= Beginning of Section =

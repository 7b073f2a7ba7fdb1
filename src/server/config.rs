/**
 * Server Configuration
 *
 * This module loads and validates server configuration from the
 * environment into a typed `AppConfig`, constructed once at startup
 * and passed into the components that need it. Nothing reads the
 * environment after startup.
 *
 * # Configuration Sources
 *
 * - `DATABASE_URL` - PostgreSQL connection string (required)
 * - `JWT_SECRET` - token signing secret (required; there is
 *   deliberately no fallback default — a missing secret fails startup)
 * - `CORS_ORIGINS` - comma-separated allowed origins (default: all)
 * - `SERVER_PORT` - listen port (default: 8000)
 */

use sqlx::PgPool;
use thiserror::Error;

/// Default listen port when SERVER_PORT is unset
pub const DEFAULT_PORT: u16 = 8000;

/// Typed server configuration
#[derive(Debug, Clone)]
pub struct AppConfig {
    /// PostgreSQL connection string
    pub database_url: String,
    /// HMAC secret for bearer-token signing
    pub jwt_secret: String,
    /// Allowed cross-origin hosts; `["*"]` means all
    pub cors_origins: Vec<String>,
    /// Listen port
    pub port: u16,
}

/// Configuration loading failure
#[derive(Debug, Error)]
pub enum ConfigError {
    /// A required environment variable is unset
    #[error("Missing required environment variable: {name}")]
    MissingVar {
        /// Variable name
        name: &'static str,
    },
    /// SERVER_PORT is set but not a valid port number
    #[error("Invalid SERVER_PORT value: {value}")]
    InvalidPort {
        /// The offending value
        value: String,
    },
}

fn require(name: &'static str) -> Result<String, ConfigError> {
    std::env::var(name)
        .ok()
        .filter(|value| !value.is_empty())
        .ok_or(ConfigError::MissingVar { name })
}

impl AppConfig {
    /// Load configuration from the environment
    ///
    /// # Errors
    ///
    /// Fails if `DATABASE_URL` or `JWT_SECRET` is unset or empty, or if
    /// `SERVER_PORT` is set to a non-numeric value. Startup must not
    /// proceed on any of these.
    pub fn from_env() -> Result<Self, ConfigError> {
        let database_url = require("DATABASE_URL")?;
        let jwt_secret = require("JWT_SECRET")?;

        let cors_origins = std::env::var("CORS_ORIGINS")
            .unwrap_or_else(|_| "*".to_string())
            .split(',')
            .map(|origin| origin.trim().to_string())
            .filter(|origin| !origin.is_empty())
            .collect();

        let port = match std::env::var("SERVER_PORT") {
            Ok(value) => value
                .parse::<u16>()
                .map_err(|_| ConfigError::InvalidPort { value })?,
            Err(_) => DEFAULT_PORT,
        };

        Ok(Self {
            database_url,
            jwt_secret,
            cors_origins,
            port,
        })
    }

    /// Whether any origin is allowed
    pub fn allow_any_origin(&self) -> bool {
        self.cors_origins.iter().any(|origin| origin == "*")
    }
}

/// Connect to the database and run migrations
///
/// Called once at startup; the resulting pool is shared process-wide
/// through `AppState`. Unlike configuration loading, transient
/// connection failures here surface directly — there is no retry.
pub async fn connect_database(config: &AppConfig) -> Result<PgPool, sqlx::Error> {
    tracing::info!("Connecting to database...");

    let pool = PgPool::connect(&config.database_url).await?;

    tracing::info!("Running database migrations...");
    sqlx::migrate!()
        .run(&pool)
        .await
        .map_err(|e| sqlx::Error::Migrate(Box::new(e)))?;

    tracing::info!("Database ready");

    Ok(pool)
}

#[cfg(test)]
mod tests {
    use super::*;
    use serial_test::serial;

    fn set_required_vars() {
        std::env::set_var("DATABASE_URL", "postgres://localhost/printshop_test");
        std::env::set_var("JWT_SECRET", "test-secret");
    }

    fn clear_optional_vars() {
        std::env::remove_var("CORS_ORIGINS");
        std::env::remove_var("SERVER_PORT");
    }

    #[test]
    #[serial]
    fn test_defaults() {
        set_required_vars();
        clear_optional_vars();

        let config = AppConfig::from_env().unwrap();
        assert_eq!(config.port, DEFAULT_PORT);
        assert_eq!(config.cors_origins, vec!["*".to_string()]);
        assert!(config.allow_any_origin());
    }

    #[test]
    #[serial]
    fn test_missing_secret_fails() {
        std::env::set_var("DATABASE_URL", "postgres://localhost/printshop_test");
        std::env::remove_var("JWT_SECRET");
        clear_optional_vars();

        let result = AppConfig::from_env();
        assert!(matches!(
            result,
            Err(ConfigError::MissingVar { name: "JWT_SECRET" })
        ));
    }

    #[test]
    #[serial]
    fn test_empty_secret_fails() {
        std::env::set_var("DATABASE_URL", "postgres://localhost/printshop_test");
        std::env::set_var("JWT_SECRET", "");
        clear_optional_vars();

        assert!(AppConfig::from_env().is_err());
    }

    #[test]
    #[serial]
    fn test_cors_origin_list() {
        set_required_vars();
        std::env::set_var(
            "CORS_ORIGINS",
            "https://shop.example.com, https://admin.example.com",
        );
        std::env::remove_var("SERVER_PORT");

        let config = AppConfig::from_env().unwrap();
        assert_eq!(
            config.cors_origins,
            vec![
                "https://shop.example.com".to_string(),
                "https://admin.example.com".to_string(),
            ]
        );
        assert!(!config.allow_any_origin());
    }

    #[test]
    #[serial]
    fn test_invalid_port_fails() {
        set_required_vars();
        clear_optional_vars();
        std::env::set_var("SERVER_PORT", "not-a-port");

        let result = AppConfig::from_env();
        assert!(matches!(result, Err(ConfigError::InvalidPort { .. })));
        std::env::remove_var("SERVER_PORT");
    }
}
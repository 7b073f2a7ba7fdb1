//! PrintShop - Storefront Backend
//!
//! A small e-commerce backend for a print shop storefront: product
//! catalog, user registration/login, per-user shopping cart, and a
//! checkout handoff that formats the cart into a pre-filled WhatsApp
//! deep link.
//!
//! # Overview
//!
//! The service is an Axum HTTP server in front of a PostgreSQL store.
//! Every endpoint maps an HTTP verb onto a single store operation;
//! protected endpoints resolve the caller through a bearer-token auth
//! gate first.
//!
//! # Module Structure
//!
//! - **`server`** - Configuration, application state, app assembly
//! - **`routes`** - Router assembly and the /api route table
//! - **`auth`** - User accounts, password hashing, bearer tokens,
//!   auth handlers
//! - **`middleware`** - The auth gate protecting cart/checkout/me
//! - **`catalog`** - Product model, demo seed, catalog handlers
//! - **`cart`** - Per-user carts with atomic upsert semantics
//! - **`checkout`** - WhatsApp order-message handoff
//! - **`error`** - API error taxonomy and HTTP conversion
//!
//! # Usage
//!
//! ```rust,no_run
//! use printshop::server::{create_app, AppConfig};
//!
//! # async fn example() -> Result<(), Box<dyn std::error::Error>> {
//! let config = AppConfig::from_env()?;
//! let app = create_app(config).await?;
//! // Use app with axum::serve
//! # Ok(())
//! # }
//! ```

/// Server setup and configuration
pub mod server;

/// Route configuration
pub mod routes;

/// Authentication and user management
pub mod auth;

/// Request middleware (auth gate)
pub mod middleware;

/// Product catalog
pub mod catalog;

/// Per-user shopping carts
pub mod cart;

/// Checkout handoff
pub mod checkout;

/// API error types
pub mod error;

// Re-export commonly used types
pub use error::ApiError;
pub use server::{create_app, AppConfig, AppState};
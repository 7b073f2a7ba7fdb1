/**
 * Password Hashing
 *
 * Salted one-way hashing and verification on top of bcrypt. The salt is
 * generated fresh per hash and embedded in the output string, so the
 * same plaintext never hashes to the same value twice.
 */

use bcrypt::{hash, verify, BcryptError, DEFAULT_COST};

/// Hash a plaintext password with a fresh random salt
pub fn hash_password(password: &str) -> Result<String, BcryptError> {
    hash(password, DEFAULT_COST)
}

/// Verify a plaintext password against a stored hash
///
/// Recomputes using the salt embedded in `hashed`; the underlying
/// comparison is constant-time.
pub fn verify_password(password: &str, hashed: &str) -> Result<bool, BcryptError> {
    verify(password, hashed)
}

#[cfg(test)]
mod tests {
    use super::*;

    #[test]
    fn test_hash_and_verify() {
        let hashed = hash_password("hunter2hunter2").unwrap();
        assert!(verify_password("hunter2hunter2", &hashed).unwrap());
        assert!(!verify_password("wrong-password", &hashed).unwrap());
    }

    #[test]
    fn test_fresh_salt_per_hash() {
        let first = hash_password("same-input").unwrap();
        let second = hash_password("same-input").unwrap();
        assert_ne!(first, second);
    }

    #[test]
    fn test_verify_rejects_malformed_hash() {
        assert!(verify_password("anything", "not-a-bcrypt-hash").is_err());
    }
}
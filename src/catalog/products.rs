/**
 * Product Model and Database Operations
 *
 * This module handles the product catalog rows and their store
 * operations. Products are read-only from the storefront's point of
 * view; the only write path is the demo-catalog seed, which replaces
 * the whole catalog.
 */

use chrono::{DateTime, Utc};
use serde::{Deserialize, Serialize};
use sqlx::PgPool;
use uuid::Uuid;

/// Product struct representing a catalog row in the database
#[derive(Debug, Clone, Serialize, Deserialize, sqlx::FromRow)]
pub struct Product {
    /// Unique product ID (UUID)
    pub id: Uuid,
    /// Display name
    pub name: String,
    /// Category slug (e.g. "business-cards")
    pub category: String,
    /// Marketing description
    pub description: String,
    /// Unit base price
    pub base_price: f64,
    /// Image URLs
    pub images: Vec<String>,
    /// Free-form per-category specifications (size, material, ...)
    pub specifications: serde_json::Value,
    /// Created at timestamp
    pub created_at: DateTime<Utc>,
}

/// Product response projection
///
/// What the storefront sees: everything except `created_at`.
#[derive(Debug, Clone, Serialize, Deserialize)]
pub struct ProductResponse {
    pub id: String,
    pub name: String,
    pub category: String,
    pub description: String,
    pub base_price: f64,
    pub images: Vec<String>,
    pub specifications: serde_json::Value,
}

impl From<Product> for ProductResponse {
    fn from(product: Product) -> Self {
        Self {
            id: product.id.to_string(),
            name: product.name,
            category: product.category,
            description: product.description,
            base_price: product.base_price,
            images: product.images,
            specifications: product.specifications,
        }
    }
}

/// List products, optionally filtered by category
///
/// # Arguments
/// * `pool` - Database connection pool
/// * `category` - Optional category slug filter
///
/// # Returns
/// Products in insertion order
pub async fn list_products(
    pool: &PgPool,
    category: Option<&str>,
) -> Result<Vec<Product>, sqlx::Error> {
    let products = match category {
        Some(category) => {
            sqlx::query_as::<_, Product>(
                r#"
                SELECT id, name, category, description, base_price, images, specifications, created_at
                FROM products
                WHERE category = $1
                ORDER BY created_at
                "#,
            )
            .bind(category)
            .fetch_all(pool)
            .await?
        }
        None => {
            sqlx::query_as::<_, Product>(
                r#"
                SELECT id, name, category, description, base_price, images, specifications, created_at
                FROM products
                ORDER BY created_at
                "#,
            )
            .fetch_all(pool)
            .await?
        }
    };

    Ok(products)
}

/// Get product by ID
///
/// # Arguments
/// * `pool` - Database connection pool
/// * `id` - Product ID
///
/// # Returns
/// Product or None if not found
pub async fn get_product_by_id(pool: &PgPool, id: Uuid) -> Result<Option<Product>, sqlx::Error> {
    let product = sqlx::query_as::<_, Product>(
        r#"
        SELECT id, name, category, description, base_price, images, specifications, created_at
        FROM products
        WHERE id = $1
        "#,
    )
    .bind(id)
    .fetch_optional(pool)
    .await?;

    Ok(product)
}

/// Replace the entire catalog with the given products
///
/// Runs delete-then-reinsert inside a single transaction, so callers
/// never observe a half-empty catalog and seeding twice yields exactly
/// the seeded set both times.
///
/// # Returns
/// Number of products inserted
pub async fn replace_catalog(pool: &PgPool, products: &[Product]) -> Result<u64, sqlx::Error> {
    let mut tx = pool.begin().await?;

    sqlx::query("DELETE FROM products").execute(&mut *tx).await?;

    for product in products {
        sqlx::query(
            r#"
            INSERT INTO products (id, name, category, description, base_price, images, specifications, created_at)
            VALUES ($1, $2, $3, $4, $5, $6, $7, $8)
            "#,
        )
        .bind(product.id)
        .bind(&product.name)
        .bind(&product.category)
        .bind(&product.description)
        .bind(product.base_price)
        .bind(&product.images)
        .bind(&product.specifications)
        .bind(product.created_at)
        .execute(&mut *tx)
        .await?;
    }

    tx.commit().await?;

    Ok(products.len() as u64)
}
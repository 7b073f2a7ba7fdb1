//! Routes Module
//!
//! HTTP route configuration and router assembly.
//!
//! # Module Structure
//!
//! ```text
//! routes/
//! ├── mod.rs        - Module exports
//! ├── router.rs     - Full router assembly (layers, health, fallback)
//! └── api_routes.rs - /api route table
//! ```

/// Router assembly
pub mod router;

/// API route table
pub mod api_routes;

pub use router::create_router;
/**
 * Login Handler
 *
 * This module implements the user authentication handler for
 * POST /api/auth/login.
 *
 * # Authentication Process
 *
 * 1. Look up the user by email
 * 2. Verify the password against the stored bcrypt hash
 * 3. Issue a bearer token
 * 4. Return token and user projection
 *
 * # Security
 *
 * - A missing user and a wrong password return the same generic
 *   `Invalid credentials` error, so the response never reveals which
 *   check failed
 * - Password verification is constant-time (via bcrypt)
 * - Passwords are never logged or returned in responses
 */

use axum::{extract::State, response::Json};

use crate::auth::handlers::types::{AuthResponse, LoginRequest, UserResponse};
use crate::auth::passwords::verify_password;
use crate::auth::sessions::issue_token;
use crate::auth::users::get_user_by_email;
use crate::error::ApiError;
use crate::server::state::AppState;

/// Login handler
///
/// # Arguments
///
/// * `State(state)` - Application state (pool + config)
/// * `Json(request)` - Login request with email and password
///
/// # Errors
///
/// * `401 Unauthorized` - Unknown email or wrong password (same error
///   shape for both)
/// * `500 Internal Server Error` - Storage or signing failure
pub async fn login(
    State(state): State<AppState>,
    Json(request): Json<LoginRequest>,
) -> Result<Json<AuthResponse>, ApiError> {
    tracing::info!("Login request for: {}", request.email);

    let user = get_user_by_email(&state.db_pool, &request.email)
        .await?
        .ok_or(ApiError::InvalidCredentials)?;

    // Verify password
    let valid = verify_password(&request.password, &user.password_hash)
        .map_err(|e| ApiError::internal(format!("Password verification failed: {e}")))?;

    if !valid {
        return Err(ApiError::InvalidCredentials);
    }

    // Issue token
    let token = issue_token(user.id, &state.config.jwt_secret)
        .map_err(|e| ApiError::internal(format!("Failed to sign token: {e}")))?;

    tracing::info!("User logged in: {}", user.email);

    Ok(Json(AuthResponse {
        token,
        user: UserResponse::from(&user),
    }))
}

= End of Section =

Aim of the task: Copy every line of the listing containing the string "bool".

Task solution:
    pub fn allow_any_origin(&self) -> bool {
pub fn verify_password(password: &str, hashed: &str) -> Result<bool, BcryptError> {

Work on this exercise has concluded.